I’m constantly reminded of how expertly tamariki can play and have fun. Muddy puddles, a tennis ball, lego, glitter, empty boxes, leaves, can all be sources of absolute joy. They can even find fun out of nothing: imaginary lightsabers and magic wands with the right crew can be an absolute hoot. Without the expert guidance of a child, I can’t remember a time I played make-believe with my peers. I can’t remember a time where I have been solely in the company of grown-ups where I’ve played a game that involved being really silly. Why not? Having fun is fun! Playing pretend is like reading a book or watching a movie but for realsies!
Sir Ken Robinson suggests that schools impact our creativity declining as we progress through them but I believe that schools (in NZ at least) do their very best to nurture creativity and there must be many other factors at play that stifles fun as we get older. Regardless of the multiple whys that must be out there.
I remember playing dress ups and make believe with my sister and friends when we were at primary school. I remember making dance routines in my front garden with my friends when I was about 13. There’s grainy photos of us hanging out of my bedroom window making album cover images. We had fairy wings that we wore to the mall and to McDonald’s. Soon after I remember trying so very hard to be cool. Teenagers looked cool, sounded cool, and thought most things were incredibly lame, I thought. So dance routines became a thing of the past. I refused to join in with Sing Star. Fairy wings and crowns went to the op shop. I hung out at playgrounds but definitely didn’t play on the swings – yuck.
I cannot recall how many years later I discovered that being cool is so hellishly boring. I stopped valuing how cool other people thought I was and began looking for things that I found fun. I voiced the animals and narration to David Attenborough documentaries when the sound broke on the TV in our student flat. I rolled down grassy hills. I actually played on playgrounds. I skipped. I danced. I sang in the shower. I trained to become a teacher and continued to re-learn how to play and how to have fun. What a relief!
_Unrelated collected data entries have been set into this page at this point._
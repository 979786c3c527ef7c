//! Error types for QueryLens.
//!
//! All fallible operations return [`QueryLensError`]. Every variant is fatal to
//! the session that produced it: the orchestrator logs the error and closes
//! the connection, so the variants mostly exist to make logs precise.
//!
//! # Examples
//!
//! ```
//! use querylens::error::{QueryLensError, Result};
//!
//! fn example_operation() -> Result<()> {
//!     Err(QueryLensError::compile("unbalanced parenthesis"))
//! }
//!
//! match example_operation() {
//!     Ok(_) => println!("Success"),
//!     Err(e) => eprintln!("Error: {}", e),
//! }
//! ```

use std::io;

use thiserror::Error;

/// The main error type for QueryLens operations.
#[derive(Error, Debug)]
pub enum QueryLensError {
    /// I/O errors (file operations, sockets, etc.)
    #[error("I/O error: {0}")]
    Io(#[from] io::Error),

    /// JSON serialization/deserialization errors
    #[error("JSON error: {0}")]
    Json(#[from] serde_json::Error),

    /// TOML configuration parse errors
    #[error("TOML error: {0}")]
    Toml(#[from] toml::de::Error),

    /// Malformed inbound message or failed transport write
    #[error("Protocol error: {0}")]
    Protocol(String),

    /// Query text does not parse in the requested dialect
    #[error("Compile error: {0}")]
    Compile(String),

    /// Query tree cannot be expressed in the requested dialect
    #[error("Render error: {0}")]
    Render(String),

    /// Variation generation failed
    #[error("Transformation error: {0}")]
    Transform(String),

    /// Retrieval backend failure
    #[error("Retrieval error: {0}")]
    Retrieval(String),

    /// Candidate selection failed
    #[error("Selection error: {0}")]
    Selection(String),

    /// Ranking model could not be loaded or evaluated
    #[error("Model error: {0}")]
    Model(String),

    /// Invalid configuration
    #[error("Configuration error: {0}")]
    Config(String),

    /// A heavyweight resource (ontology, embeddings, collection) failed to load
    #[error("Resource error: {0}")]
    Resource(String),

    /// Generic error for other cases
    #[error("Error: {0}")]
    Other(String),

    /// Generic anyhow error
    #[error("Anyhow error: {0}")]
    Anyhow(#[from] anyhow::Error),
}

/// Result type alias for operations that may fail with QueryLensError.
pub type Result<T> = std::result::Result<T, QueryLensError>;

impl QueryLensError {
    /// Create a new protocol error.
    pub fn protocol<S: Into<String>>(msg: S) -> Self {
        QueryLensError::Protocol(msg.into())
    }

    /// Create a new compile error.
    pub fn compile<S: Into<String>>(msg: S) -> Self {
        QueryLensError::Compile(msg.into())
    }

    /// Create a new render error.
    pub fn render<S: Into<String>>(msg: S) -> Self {
        QueryLensError::Render(msg.into())
    }

    /// Create a new transformation error.
    pub fn transform<S: Into<String>>(msg: S) -> Self {
        QueryLensError::Transform(msg.into())
    }

    /// Create a new retrieval error.
    pub fn retrieval<S: Into<String>>(msg: S) -> Self {
        QueryLensError::Retrieval(msg.into())
    }

    /// Create a new selection error.
    pub fn selection<S: Into<String>>(msg: S) -> Self {
        QueryLensError::Selection(msg.into())
    }

    /// Create a new model error.
    pub fn model<S: Into<String>>(msg: S) -> Self {
        QueryLensError::Model(msg.into())
    }

    /// Create a new configuration error.
    pub fn config<S: Into<String>>(msg: S) -> Self {
        QueryLensError::Config(msg.into())
    }

    /// Create a new resource error.
    pub fn resource<S: Into<String>>(msg: S) -> Self {
        QueryLensError::Resource(msg.into())
    }

    /// Create a new generic error.
    pub fn other<S: Into<String>>(msg: S) -> Self {
        QueryLensError::Other(msg.into())
    }

    /// Create a new invalid argument error.
    pub fn invalid_argument<S: Into<String>>(msg: S) -> Self {
        QueryLensError::Other(format!("Invalid argument: {}", msg.into()))
    }

    /// True when the error came from the transport rather than the pipeline.
    pub fn is_protocol(&self) -> bool {
        matches!(self, QueryLensError::Protocol(_) | QueryLensError::Json(_))
    }
}

#[cfg(test)]
mod tests {
    use super::*;

    #[test]
    fn test_error_construction() {
        let error = QueryLensError::compile("unexpected ')'");
        assert_eq!(error.to_string(), "Compile error: unexpected ')'");

        let error = QueryLensError::retrieval("backend offline");
        assert_eq!(error.to_string(), "Retrieval error: backend offline");

        let error = QueryLensError::selection("model not loaded");
        assert_eq!(error.to_string(), "Selection error: model not loaded");
    }

    #[test]
    fn test_io_error_conversion() {
        let io_error = io::Error::new(io::ErrorKind::NotFound, "File not found");
        let error = QueryLensError::from(io_error);

        match error {
            QueryLensError::Io(_) => {} // Expected
            _ => panic!("Expected IO error variant"),
        }
    }

    #[test]
    fn test_protocol_classification() {
        assert!(QueryLensError::protocol("bad frame").is_protocol());
        let json_error = serde_json::from_str::<serde_json::Value>("{").unwrap_err();
        assert!(QueryLensError::from(json_error).is_protocol());
        assert!(!QueryLensError::compile("x").is_protocol());
    }
}
//! Bidirectional message channels between a session and its client.

use async_trait::async_trait;
use tokio::sync::mpsc;

use crate::error::{QueryLensError, Result};
use crate::session::protocol::{LensRequest, LensResponse};

/// Transport for one session.
#[async_trait]
pub trait MessageChannel: Send {
    /// The next request, or `None` once the client has gone away.
    async fn recv(&mut self) -> Result<Option<LensRequest>>;

    /// Deliver one response.
    async fn send(&mut self, response: &LensResponse) -> Result<()>;
}

/// Channel over in-process queues, used by the CLI and tests.
///
/// Requests travel as raw text so that malformed input reaches the session
/// exactly as it would over a socket.
#[derive(Debug)]
pub struct MemoryChannel {
    inbound: mpsc::UnboundedReceiver<String>,
    outbound: mpsc::UnboundedSender<String>,
}

/// Client end of a [`MemoryChannel`].
#[derive(Debug)]
pub struct MemoryClient {
    outbound: Option<mpsc::UnboundedSender<String>>,
    inbound: mpsc::UnboundedReceiver<String>,
}

impl MemoryChannel {
    /// A connected session end and client end.
    pub fn pair() -> (MemoryChannel, MemoryClient) {
        let (request_tx, request_rx) = mpsc::unbounded_channel();
        let (response_tx, response_rx) = mpsc::unbounded_channel();
        (
            MemoryChannel {
                inbound: request_rx,
                outbound: response_tx,
            },
            MemoryClient {
                outbound: Some(request_tx),
                inbound: response_rx,
            },
        )
    }
}

#[async_trait]
impl MessageChannel for MemoryChannel {
    async fn recv(&mut self) -> Result<Option<LensRequest>> {
        match self.inbound.recv().await {
            Some(text) => LensRequest::parse(&text).map(Some),
            None => Ok(None),
        }
    }

    async fn send(&mut self, response: &LensResponse) -> Result<()> {
        self.outbound
            .send(response.to_json()?)
            .map_err(|_| QueryLensError::protocol("client disconnected"))
    }
}

impl MemoryClient {
    pub fn send(&self, request: &LensRequest) -> Result<()> {
        self.send_raw(serde_json::to_string(request)?)
    }

    pub fn send_raw<S: Into<String>>(&self, text: S) -> Result<()> {
        self.outbound
            .as_ref()
            .ok_or_else(|| QueryLensError::protocol("client already closed"))?
            .send(text.into())
            .map_err(|_| QueryLensError::protocol("session closed"))
    }

    /// Stop sending; the session sees end of input after queued requests.
    pub fn close(&mut self) {
        self.outbound = None;
    }

    /// The next response, or `None` once the session has ended.
    pub async fn recv(&mut self) -> Result<Option<LensResponse>> {
        match self.inbound.recv().await {
            Some(text) => Ok(Some(serde_json::from_str(&text)?)),
            None => Ok(None),
        }
    }

    /// Every remaining response until the session ends.
    pub async fn drain(&mut self) -> Result<Vec<LensResponse>> {
        let mut responses = Vec::new();
        while let Some(response) = self.recv().await? {
            responses.push(response);
        }
        Ok(responses)
    }
}

#[cfg(test)]
mod tests {
    use super::*;

    #[tokio::test]
    async fn test_round_trip() {
        let (mut channel, mut client) = MemoryChannel::pair();
        client.send(&LensRequest::new("a", None)).unwrap();
        assert_eq!(
            channel.recv().await.unwrap(),
            Some(LensRequest::new("a", None))
        );

        channel.send(&LensResponse::message("hello")).await.unwrap();
        assert_eq!(
            client.recv().await.unwrap(),
            Some(LensResponse::message("hello"))
        );
    }

    #[tokio::test]
    async fn test_malformed_request_is_an_error() {
        let (mut channel, client) = MemoryChannel::pair();
        client.send_raw("not json").unwrap();
        assert!(channel.recv().await.unwrap_err().is_protocol());
    }

    #[tokio::test]
    async fn test_close() {
        let (mut channel, mut client) = MemoryChannel::pair();
        client.close();
        assert!(channel.recv().await.unwrap().is_none());
        assert!(client.send_raw("x").is_err());

        drop(channel);
        assert!(client.recv().await.unwrap().is_none());
    }
}
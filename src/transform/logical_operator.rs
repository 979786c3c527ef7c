//! Swap conjunctions and disjunctions.

use crate::error::Result;
use crate::query::{Operator, Query};
use crate::transform::{TransformationKind, Transformer};

/// For every `AND` or `OR` node, one variation with the operator swapped.
/// `NOT` nodes are left alone.
#[derive(Debug, Clone, Default)]
pub struct LogicalOperatorTransformer;

impl LogicalOperatorTransformer {
    pub fn new() -> Self {
        LogicalOperatorTransformer
    }
}

impl Transformer for LogicalOperatorTransformer {
    fn kind(&self) -> TransformationKind {
        TransformationKind::LogicalOperator
    }

    fn apply(&self, query: &Query) -> Result<Vec<Query>> {
        let mut variations = Vec::new();
        for index in 0..query.node_count() {
            let Some(Query::Boolean(boolean)) = query.node_at(index) else {
                continue;
            };
            let swapped = match boolean.operator() {
                Operator::And => Operator::Or,
                Operator::Or => Operator::And,
                Operator::Not => continue,
            };
            let replacement = Query::boolean(swapped, boolean.children().to_vec());
            if let Some(variation) = replacement.and_then(|r| query.replace_at(index, r)) {
                variations.push(variation);
            }
        }
        Ok(variations)
    }
}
Don’t get me wrong, being a grown-up can feel very un-fun at times. But if we let our tamariki remind us how to have fun, we can make it a priority in our lives and we can have an absolute blast if we choose to.
Let’s frolic more.
Let’s belly laugh more.
Let’s play more.
Let’s be more silly.
As much as we have to teach our tamariki, let’s not forget what we can learn from them too. If they can find joy in simple moments, so can we.